INFORMATION GIVEN:
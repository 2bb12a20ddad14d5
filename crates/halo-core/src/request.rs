//! Everything one avatar render needs to know

use std::path::PathBuf;

use crate::{
    error::{FontLoadError, HaloError, Result},
    features::{FeatureSettings, DEFAULT_FEATURES},
    Color, Shape,
};

/// Largest canvas side we are willing to allocate
pub const MAX_CANVAS_SIZE: u32 = 16_384;

/// A single avatar render, validated before any pixel is touched
#[derive(Debug, Clone, PartialEq)]
pub struct RenderRequest {
    pub text: String,
    pub font_path: PathBuf,
    pub shape: Shape,
    /// Side of the square canvas in pixels
    pub size: u32,
    /// Gap between canvas edge and circle edge, in pixels
    pub margin: u32,
    pub features: FeatureSettings,
    pub background: Color,
    pub foreground: Color,
    pub glow: Color,
    pub glow_alpha: u8,
    pub glow_blur: f32,
    pub fit_width_ratio: f32,
    pub fit_height_ratio: f32,
}

impl Default for RenderRequest {
    fn default() -> Self {
        Self {
            text: "{0xB}".to_string(),
            font_path: PathBuf::new(),
            shape: Shape::Circle,
            size: 1024,
            margin: 72,
            features: FeatureSettings::parse(DEFAULT_FEATURES).unwrap_or_default(),
            background: Color::rgb(0x2E, 0x34, 0x40),
            foreground: Color::rgb(0x88, 0xC0, 0xD0),
            glow: Color::rgb(0x5E, 0x81, 0xAC),
            glow_alpha: 190,
            glow_blur: 8.0,
            fit_width_ratio: 0.72,
            fit_height_ratio: 0.36,
        }
    }
}

impl RenderRequest {
    /// Check every invariant the pipeline relies on
    ///
    /// Geometry is checked before the font path so that a bad argument is
    /// reported as such even when the font is missing too.
    pub fn validate(&self) -> Result<()> {
        if self.size == 0 {
            return Err(HaloError::invalid("size must be greater than 0"));
        }
        if self.size > MAX_CANVAS_SIZE {
            return Err(HaloError::invalid(format!(
                "size {} exceeds the maximum of {MAX_CANVAS_SIZE}",
                self.size
            )));
        }
        if u64::from(self.margin) * 2 >= u64::from(self.size) {
            return Err(HaloError::invalid(format!(
                "margin {} must be less than half the size ({})",
                self.margin, self.size
            )));
        }
        check_ratio("fit width ratio", self.fit_width_ratio)?;
        check_ratio("fit height ratio", self.fit_height_ratio)?;
        if !self.glow_blur.is_finite() || self.glow_blur < 0.0 {
            return Err(HaloError::invalid(format!(
                "glow blur must be a finite value >= 0, got {}",
                self.glow_blur
            )));
        }
        if !self.font_path.is_file() {
            return Err(
                FontLoadError::FileNotFound(self.font_path.display().to_string()).into(),
            );
        }
        Ok(())
    }

    /// Glow color with the requested opacity folded into its alpha
    pub fn effective_glow(&self) -> Color {
        let alpha = u32::from(self.glow.a) * u32::from(self.glow_alpha) / 255;
        self.glow.with_alpha(alpha as u8)
    }

    /// Largest ink box the text may occupy, in pixels
    pub fn max_text_box(&self) -> (f32, f32) {
        let size = self.size as f32;
        (size * self.fit_width_ratio, size * self.fit_height_ratio)
    }

    /// Radius of the avatar circle
    pub fn circle_radius(&self) -> f32 {
        (self.size as f32 - 2.0 * self.margin as f32) / 2.0
    }
}

fn check_ratio(name: &str, value: f32) -> Result<()> {
    if value.is_finite() && value > 0.0 && value <= 1.0 {
        Ok(())
    } else {
        Err(HaloError::invalid(format!(
            "{name} must be in (0, 1], got {value}"
        )))
    }
}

WHAT YOU SHOULD DO:
Copy every line from the entries that contains the word "before".

OUTPUT OF THE TASK:
/// A single avatar render, validated before any pixel is touched
    /// Geometry is checked before the font path so that a bad argument is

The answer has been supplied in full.